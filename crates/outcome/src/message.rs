//! Severity-tagged, trace-correlated diagnostic messages.
//!
//! A [`Message`] is one success/warning/error event. Messages are immutable
//! once built (the `logged` marker is the only interior-mutable bit) and are
//! shared as `Arc<Message>` between every outcome they get merged into.

use std::sync::Arc;
use std::sync::atomic::{AtomicBool, Ordering};

use chrono::{DateTime, Utc};
use serde::{Deserialize, Serialize};
use uuid::Uuid;

use crate::trace::{TraceInfo, TraceSource};

/// Severity of a message.
#[derive(Debug, Clone, Copy, PartialEq, Eq, PartialOrd, Ord, Serialize, Deserialize)]
#[serde(rename_all = "camelCase")]
pub enum Severity {
    Trace,
    Debug,
    Info,
    Warn,
    Error,
    Critical,
}

impl Severity {
    /// True for the severities an error message may carry.
    pub fn is_error_level(self) -> bool {
        matches!(self, Severity::Error | Severity::Critical)
    }
}

/// Machine-readable classification of a message.
#[derive(Debug, Clone, Copy, PartialEq, Eq, Serialize, Deserialize)]
#[serde(rename_all = "snake_case")]
pub enum MessageCode {
    Argument,
    ArgumentNull,
    ArgumentOutOfRange,
    InvalidOperation,
    NotImplemented,
    NotSupported,
    Application,
    Validation,
}

/// One severity-tagged, trace-correlated diagnostic entry.
///
/// Produced by [`MessageBuilder`]; all fields are fixed at build time.
#[derive(Debug)]
pub struct Message {
    id: Uuid,
    severity: Severity,
    created_utc: DateTime<Utc>,
    trace: TraceInfo,
    code: Option<MessageCode>,
    internal_message: Option<String>,
    client_message: Option<String>,
    property_name: Option<String>,
    detail: Option<String>,
    source_error: Option<String>,
    disable_transaction_rollback: bool,
    logged: AtomicBool,
}

impl Message {
    pub fn id(&self) -> Uuid {
        self.id
    }

    pub fn severity(&self) -> Severity {
        self.severity
    }

    pub fn created_utc(&self) -> DateTime<Utc> {
        self.created_utc
    }

    pub fn trace(&self) -> &TraceInfo {
        &self.trace
    }

    pub fn code(&self) -> Option<MessageCode> {
        self.code
    }

    pub fn internal_message(&self) -> Option<&str> {
        self.internal_message.as_deref()
    }

    pub fn client_message(&self) -> Option<&str> {
        self.client_message.as_deref()
    }

    pub fn property_name(&self) -> Option<&str> {
        self.property_name.as_deref()
    }

    pub fn detail(&self) -> Option<&str> {
        self.detail.as_deref()
    }

    pub fn source_error(&self) -> Option<&str> {
        self.source_error.as_deref()
    }

    /// Whether this error message is flagged to NOT force a transactional
    /// rollback. Only meaningful for error-level messages.
    pub fn disable_transaction_rollback(&self) -> bool {
        self.disable_transaction_rollback
    }

    /// Best available text: internal, then client-facing, then detail.
    pub fn text(&self) -> &str {
        self.internal_message
            .as_deref()
            .or(self.client_message.as_deref())
            .or(self.detail.as_deref())
            .unwrap_or("unspecified message")
    }

    /// Whether a sink has already written this message.
    pub fn is_logged(&self) -> bool {
        self.logged.load(Ordering::Relaxed)
    }

    pub fn mark_logged(&self) {
        self.logged.store(true, Ordering::Relaxed);
    }
}

/// Fluent builder for [`Message`].
#[derive(Debug, Clone)]
pub struct MessageBuilder {
    severity: Severity,
    created_utc: Option<DateTime<Utc>>,
    trace: TraceInfo,
    code: Option<MessageCode>,
    internal_message: Option<String>,
    client_message: Option<String>,
    property_name: Option<String>,
    detail: Option<String>,
    source_error: Option<String>,
    disable_transaction_rollback: bool,
}

impl MessageBuilder {
    pub fn new(trace: &impl TraceSource) -> Self {
        Self {
            severity: Severity::Info,
            created_utc: None,
            trace: trace.trace_info().clone(),
            code: None,
            internal_message: None,
            client_message: None,
            property_name: None,
            detail: None,
            source_error: None,
            disable_transaction_rollback: false,
        }
    }

    pub fn severity(mut self, severity: Severity) -> Self {
        self.severity = severity;
        self
    }

    /// Override the creation timestamp. Used when rehydrating persisted
    /// messages; fresh messages are stamped at build time.
    pub fn created_utc(mut self, created_utc: DateTime<Utc>) -> Self {
        self.created_utc = Some(created_utc);
        self
    }

    pub fn code(mut self, code: MessageCode) -> Self {
        self.code = Some(code);
        self
    }

    pub fn internal_message(mut self, text: impl Into<String>) -> Self {
        self.internal_message = Some(text.into());
        self
    }

    pub fn client_message(mut self, text: impl Into<String>) -> Self {
        self.client_message = Some(text.into());
        self
    }

    pub fn property_name(mut self, name: impl Into<String>) -> Self {
        self.property_name = Some(name.into());
        self
    }

    pub fn detail(mut self, detail: impl Into<String>) -> Self {
        self.detail = Some(detail.into());
        self
    }

    pub fn source_error(mut self, rendered: impl Into<String>) -> Self {
        self.source_error = Some(rendered.into());
        self
    }

    /// Record the failure that produced this message, rendered with its
    /// full cause chain.
    pub fn caused_by(mut self, failure: &anyhow::Error) -> Self {
        self.source_error = Some(format!("{failure:#}"));
        self
    }

    pub fn disable_transaction_rollback(mut self, disable: bool) -> Self {
        self.disable_transaction_rollback = disable;
        self
    }

    pub fn build(self) -> Arc<Message> {
        Arc::new(Message {
            id: Uuid::new_v4(),
            severity: self.severity,
            created_utc: self.created_utc.unwrap_or_else(Utc::now),
            trace: self.trace,
            code: self.code,
            internal_message: self.internal_message,
            client_message: self.client_message,
            property_name: self.property_name,
            detail: self.detail,
            source_error: self.source_error,
            disable_transaction_rollback: self.disable_transaction_rollback,
            logged: AtomicBool::new(false),
        })
    }
}

#[cfg(test)]
mod tests {
    use super::*;

    #[test]
    fn test_builder_defaults() {
        let trace = TraceInfo::new("test");
        let msg = MessageBuilder::new(&trace).build();

        assert_eq!(msg.severity(), Severity::Info);
        assert!(!msg.disable_transaction_rollback());
        assert!(!msg.is_logged());
        assert_eq!(msg.text(), "unspecified message");
    }

    #[test]
    fn test_text_prefers_internal_message() {
        let trace = TraceInfo::new("test");
        let msg = MessageBuilder::new(&trace)
            .internal_message("internal")
            .client_message("client")
            .detail("detail")
            .build();

        assert_eq!(msg.text(), "internal");

        let msg = MessageBuilder::new(&trace).client_message("client").build();
        assert_eq!(msg.text(), "client");
    }

    #[test]
    fn test_logged_marker() {
        let trace = TraceInfo::new("test");
        let msg = MessageBuilder::new(&trace).build();

        assert!(!msg.is_logged());
        msg.mark_logged();
        assert!(msg.is_logged());
    }

    #[test]
    fn test_severity_error_levels() {
        assert!(Severity::Error.is_error_level());
        assert!(Severity::Critical.is_error_level());
        assert!(!Severity::Warn.is_error_level());
        assert!(!Severity::Info.is_error_level());
    }

    #[test]
    fn test_caused_by_renders_chain() {
        let trace = TraceInfo::new("test");
        let failure = anyhow::anyhow!("io failure").context("loading config");
        let msg = MessageBuilder::new(&trace)
            .severity(Severity::Error)
            .caused_by(&failure)
            .build();

        let rendered = msg.source_error().unwrap();
        assert!(rendered.contains("loading config"));
        assert!(rendered.contains("io failure"));
    }
}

+++++

Your answer should be the records above, set down exactly.

:: Output for this task ::
filename crates/outcome/src/message.rs
//! Severity-tagged, trace-correlated diagnostic messages.
//!
//! A [`Message`] is one success/warning/error event. Messages are immutable
//! once built (the `logged` marker is the only interior-mutable bit) and are
//! shared as `Arc<Message>` between every outcome they get merged into.

use std::sync::Arc;
use std::sync::atomic::{AtomicBool, Ordering};

use chrono::{DateTime, Utc};
use serde::{Deserialize, Serialize};
use uuid::Uuid;

use crate::trace::{TraceInfo, TraceSource};

/// Severity of a message.
#[derive(Debug, Clone, Copy, PartialEq, Eq, PartialOrd, Ord, Serialize, Deserialize)]
#[serde(rename_all = "camelCase")]
pub enum Severity {
    Trace,
    Debug,
    Info,
    Warn,
    Error,
    Critical,
}

impl Severity {
    /// True for the severities an error message may carry.
    pub fn is_error_level(self) -> bool {
        matches!(self, Severity::Error | Severity::Critical)
    }
}

/// Machine-readable classification of a message.
#[derive(Debug, Clone, Copy, PartialEq, Eq, Serialize, Deserialize)]
#[serde(rename_all = "snake_case")]
pub enum MessageCode {
    Argument,
    ArgumentNull,
    ArgumentOutOfRange,
    InvalidOperation,
    NotImplemented,
    NotSupported,
    Application,
    Validation,
}

/// One severity-tagged, trace-correlated diagnostic entry.
///
/// Produced by [`MessageBuilder`]; all fields are fixed at build time.
#[derive(Debug)]
pub struct Message {
    id: Uuid,
    severity: Severity,
    created_utc: DateTime<Utc>,
    trace: TraceInfo,
    code: Option<MessageCode>,
    internal_message: Option<String>,
    client_message: Option<String>,
    property_name: Option<String>,
    detail: Option<String>,
    source_error: Option<String>,
    disable_transaction_rollback: bool,
    logged: AtomicBool,
}

impl Message {
    pub fn id(&self) -> Uuid {
        self.id
    }

    pub fn severity(&self) -> Severity {
        self.severity
    }

    pub fn created_utc(&self) -> DateTime<Utc> {
        self.created_utc
    }

    pub fn trace(&self) -> &TraceInfo {
        &self.trace
    }

    pub fn code(&self) -> Option<MessageCode> {
        self.code
    }

    pub fn internal_message(&self) -> Option<&str> {
        self.internal_message.as_deref()
    }

    pub fn client_message(&self) -> Option<&str> {
        self.client_message.as_deref()
    }

    pub fn property_name(&self) -> Option<&str> {
        self.property_name.as_deref()
    }

    pub fn detail(&self) -> Option<&str> {
        self.detail.as_deref()
    }

    pub fn source_error(&self) -> Option<&str> {
        self.source_error.as_deref()
    }

    /// Whether this error message is flagged to NOT force a transactional
    /// rollback. Only meaningful for error-level messages.
    pub fn disable_transaction_rollback(&self) -> bool {
        self.disable_transaction_rollback
    }

    /// Best available text: internal, then client-facing, then detail.
    pub fn text(&self) -> &str {
        self.internal_message
            .as_deref()
            .or(self.client_message.as_deref())
            .or(self.detail.as_deref())
            .unwrap_or("unspecified message")
    }

    /// Whether a sink has already written this message.
    pub fn is_logged(&self) -> bool {
        self.logged.load(Ordering::Relaxed)
    }

    pub fn mark_logged(&self) {
        self.logged.store(true, Ordering::Relaxed);
    }
}

/// Fluent builder for [`Message`].
#[derive(Debug, Clone)]
pub struct MessageBuilder {
    severity: Severity,
    created_utc: Option<DateTime<Utc>>,
    trace: TraceInfo,
    code: Option<MessageCode>,
    internal_message: Option<String>,
    client_message: Option<String>,
    property_name: Option<String>,
    detail: Option<String>,
    source_error: Option<String>,
    disable_transaction_rollback: bool,
}

impl MessageBuilder {
    pub fn new(trace: &impl TraceSource) -> Self {
        Self {
            severity: Severity::Info,
            created_utc: None,
            trace: trace.trace_info().clone(),
            code: None,
            internal_message: None,
            client_message: None,
            property_name: None,
            detail: None,
            source_error: None,
            disable_transaction_rollback: false,
        }
    }

    pub fn severity(mut self, severity: Severity) -> Self {
        self.severity = severity;
        self
    }

    /// Override the creation timestamp. Used when rehydrating persisted
    /// messages; fresh messages are stamped at build time.
    pub fn created_utc(mut self, created_utc: DateTime<Utc>) -> Self {
        self.created_utc = Some(created_utc);
        self
    }

    pub fn code(mut self, code: MessageCode) -> Self {
        self.code = Some(code);
        self
    }

    pub fn internal_message(mut self, text: impl Into<String>) -> Self {
        self.internal_message = Some(text.into());
        self
    }

    pub fn client_message(mut self, text: impl Into<String>) -> Self {
        self.client_message = Some(text.into());
        self
    }

    pub fn property_name(mut self, name: impl Into<String>) -> Self {
        self.property_name = Some(name.into());
        self
    }

    pub fn detail(mut self, detail: impl Into<String>) -> Self {
        self.detail = Some(detail.into());
        self
    }

    pub fn source_error(mut self, rendered: impl Into<String>) -> Self {
        self.source_error = Some(rendered.into());
        self
    }

    /// Record the failure that produced this message, rendered with its
    /// full cause chain.
    pub fn caused_by(mut self, failure: &anyhow::Error) -> Self {
        self.source_error = Some(format!("{failure:#}"));
        self
    }

    pub fn disable_transaction_rollback(mut self, disable: bool) -> Self {
        self.disable_transaction_rollback = disable;
        self
    }

    pub fn build(self) -> Arc<Message> {
        Arc::new(Message {
            id: Uuid::new_v4(),
            severity: self.severity,
            created_utc: self.created_utc.unwrap_or_else(Utc::now),
            trace: self.trace,
            code: self.code,
            internal_message: self.internal_message,
            client_message: self.client_message,
            property_name: self.property_name,
            detail: self.detail,
            source_error: self.source_error,
            disable_transaction_rollback: self.disable_transaction_rollback,
            logged: AtomicBool::new(false),
        })
    }
}

#[cfg(test)]
mod tests {
    use super::*;

    #[test]
    fn test_builder_defaults() {
        let trace = TraceInfo::new("test");
        let msg = MessageBuilder::new(&trace).build();

        assert_eq!(msg.severity(), Severity::Info);
        assert!(!msg.disable_transaction_rollback());
        assert!(!msg.is_logged());
        assert_eq!(msg.text(), "unspecified message");
    }

    #[test]
    fn test_text_prefers_internal_message() {
        let trace = TraceInfo::new("test");
        let msg = MessageBuilder::new(&trace)
            .internal_message("internal")
            .client_message("client")
            .detail("detail")
            .build();

        assert_eq!(msg.text(), "internal");

        let msg = MessageBuilder::new(&trace).client_message("client").build();
        assert_eq!(msg.text(), "client");
    }

    #[test]
    fn test_logged_marker() {
        let trace = TraceInfo::new("test");
        let msg = MessageBuilder::new(&trace).build();

        assert!(!msg.is_logged());
        msg.mark_logged();
        assert!(msg.is_logged());
    }

    #[test]
    fn test_severity_error_levels() {
        assert!(Severity::Error.is_error_level());
        assert!(Severity::Critical.is_error_level());
        assert!(!Severity::Warn.is_error_level());
        assert!(!Severity::Info.is_error_level());
    }

    #[test]
    fn test_caused_by_renders_chain() {
        let trace = TraceInfo::new("test");
        let failure = anyhow::anyhow!("io failure").context("loading config");
        let msg = MessageBuilder::new(&trace)
            .severity(Severity::Error)
            .caused_by(&failure)
            .build();

        let rendered = msg.source_error().unwrap();
        assert!(rendered.contains("loading config"));
        assert!(rendered.contains("io failure"));
    }
}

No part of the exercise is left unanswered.